Two years ago, Charles T. Thompson, Sr. was bringing
over $50 million worth of broadband services to
Seoul, Korea, as a senior engineering manager for
Cisco Systems. Today, he’s applying that technical
and business expertise to his position as the chief
technology officer for District of Columbia Public
Schools. He talked with us about lessons learned
from the corporate world, current projects underway,
and trends he sees on the horizon.
Q: What was it like to make the
transition from the business world to
education?
A: There were some cultural challenges
to overcome and new language to
understand—for example, understanding
terms like pacing charts and rubrics. I
learned it’s not about the technology per
se but the business of using technology
that has a direct impact on instruction.
I didn’t get that when I first came here,
but I listened to a lot of educators the
first 20 months, and they enlightened
me as to why I was there.
Q: Do you think coming from the
business side gives you a distinct
advantage? How does it inform your
work as CTO?
A: Some K–12 people who’ve
grown up in the system may not have
the business acumen for negotiating
the best price. Having been in the
commercial world, I understand what
margins are, and what company end-ofquarter
cycles look like. The key is to
form strong partnerships where everyone
profits. I have two sets of e-mail
folders. One is called partners, the other
is called vendors. If any of our partners
do something that adversely affects our
ability to be successful, I’ll move them
from the partner folder to the vendor
folder. When they have a meeting with
me and I share this, they’ll say, “Well,
how can we fix that?”
Q: The Council of the Great City
Schools’ recent study on D.C. Public
Schools indicated the district lacked
reliable data for gauging instructional
progress. What’s your department’s role
in turning things around?
A: My definition of good information
is that it must be accurate, concise, able
to be manipulated, and timely to the user.
But most districts—unless they got way
out ahead—have their data residing in
individual silos. This is a problem corporate
America was dealing with four
or five years ago. Right now we’re
investing in applications that can easily
“talk” to each other so data elements can
feed from all the functional areas into a
data warehouse that allows analysis to
take place.

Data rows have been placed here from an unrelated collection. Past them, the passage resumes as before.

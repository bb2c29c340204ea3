//! # Scribe Core Kernel Errors
//!
//! Defines the aggregate [`Error`] returned across subsystem boundaries.
//!
//! Each subsystem owns a typed error enum; the kernel error wraps all of them
//! so host code can use a single `Result` alias while still matching on the
//! specific failure.
use std::result::Result as StdResult;

use crate::extension::error::ExtensionError;
use crate::plugin_system::error::PluginSystemError;
use crate::storage::error::StorageSystemError;
use crate::vfs::error::VfsError;
use crate::workspace::error::WorkspaceError;
use thiserror::Error as ThisError;

/// Top-level error type for the Scribe core
#[derive(Debug, ThisError)]
pub enum Error {
    /// Registry error (duplicates, provenance violations)
    #[error("Extension error: {0}")]
    Extension(#[from] ExtensionError),

    /// Plugin lifecycle error
    #[error("Plugin system error: {0}")]
    PluginSystem(#[from] PluginSystemError),

    /// Settings and storage provider error
    #[error("Storage system error: {0}")]
    StorageSystem(#[from] StorageSystemError),

    /// Virtual file system error
    #[error("Virtual file error: {0}")]
    Vfs(#[from] VfsError),

    /// Workspace error
    #[error("Workspace error: {0}")]
    Workspace(#[from] WorkspaceError),

    /// Host configuration could not be read or parsed
    #[error("Configuration error: {0}")]
    Config(String),

    /// Error occurring during a specific kernel lifecycle phase.
    #[error("Kernel lifecycle error during {phase:?}: {message}")]
    KernelLifecycleError {
        phase: KernelLifecyclePhase,
        component_name: Option<String>,
        message: String,
        #[source]
        source: Option<Box<Error>>,
    },

    /// Generic error with message
    #[error("Error: {0}")]
    Other(String),
}

/// Represents a specific phase in the kernel's lifecycle.
#[derive(Debug, Clone, PartialEq, Eq, ThisError)]
pub enum KernelLifecyclePhase {
    #[error("Bootstrap")]
    Bootstrap,
    #[error("Initialize")]
    Initialize,
    #[error("Start")]
    Start,
    #[error("Shutdown")]
    Shutdown,
}

/// Shorthand for Result with our Error type
pub type Result<T> = StdResult<T, Error>;

impl From<&str> for Error {
    fn from(msg: &str) -> Self {
        Error::Other(msg.to_string())
    }
}

impl From<String> for Error {
    fn from(msg: String) -> Self {
        Error::Other(msg)
    }
}
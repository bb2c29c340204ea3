//! # Scribe Core Plugin System Errors
//!
//! Defines [`PluginSystemError`], raised by the lifecycle manager, and
//! [`PluginError`], returned by plugin code from its activation and teardown
//! hooks. A plugin's failure is recorded against that plugin and reported;
//! it never aborts the manager or other plugins.
use crate::extension::error::ExtensionError;
use crate::plugin_system::state::PluginState;

#[derive(Debug, thiserror::Error)]
pub enum PluginSystemError {
    #[error("Plugin '{plugin_id}' from source '{source_name}' is already loaded")]
    DuplicatePlugin {
        plugin_id: String,
        source_name: String,
    },

    #[error("Plugin id '{plugin_id}' from source '{source_name}' is reserved or empty")]
    ReservedPluginId {
        plugin_id: String,
        source_name: String,
    },

    #[error("Plugin not found: {plugin_id}")]
    PluginNotFound { plugin_id: String },

    #[error("Cannot {operation} plugin '{plugin_id}' in state {state}")]
    InvalidState {
        plugin_id: String,
        operation: &'static str,
        state: PluginState,
    },

    #[error("Plugin '{plugin_id}' failed to activate: {reason}")]
    ActivationFailed { plugin_id: String, reason: String },

    #[error("Plugin '{plugin_id}' failed to deactivate: {reason}")]
    DeactivationFailed { plugin_id: String, reason: String },

    #[error("Plugin discovery failed for source '{source_name}': {message}")]
    DiscoveryFailed {
        source_name: String,
        message: String,
    },

    #[error("Invalid version '{version}' for plugin '{plugin_id}': {source}")]
    InvalidVersion {
        plugin_id: String,
        version: String,
        #[source]
        source: semver::Error,
    },

    #[error(transparent)]
    Extension(#[from] ExtensionError),
}

/// Error returned by a plugin's own hooks
#[derive(Debug, thiserror::Error)]
pub enum PluginError {
    #[error("Plugin activation error: {0}")]
    Activation(String),

    #[error("Plugin teardown error: {0}")]
    Teardown(String),

    #[error("Plugin registration error: {0}")]
    Extension(#[from] ExtensionError),
}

Every application will be
School Interoperability Framework
certified—not just compliant, but actually
certified—so if we decide we don’t like
a partner, we can pull them out and put
another SIF-certified module in without
much disruption. My advice to other
CIOs: Don’t build a data warehouse to
meet NCLB, build it to capture the
appropriate data for analysis.
Q: What else is on your agenda?
A: There are two areas I’m investing
some time in right now. One is something
called a dashboard system, where CIOs
get performance metrics on their organization
based on the IT Infrastructure
Library framework. The other is the whole
issue of privacy, information security,
and identity management—for example,
complying with acts like FERPA for
protecting student records, knowing
definitively if a parent or guardian is
logging on from home and they are who
they say they are. One IT governance
model I’m looking at is CobiT. The model
has 34 processes and 318 controls; the
idea is if you meet all those processes
and controls, you’re in full compliance
as far as IT goes. I imagine some time
in the next 36 months the government
might ask districts for this information
for accountability reasons. Being able to
protect information and individual privacy
is where CIOs are going because we are
the owners of the information and all
the related business processes.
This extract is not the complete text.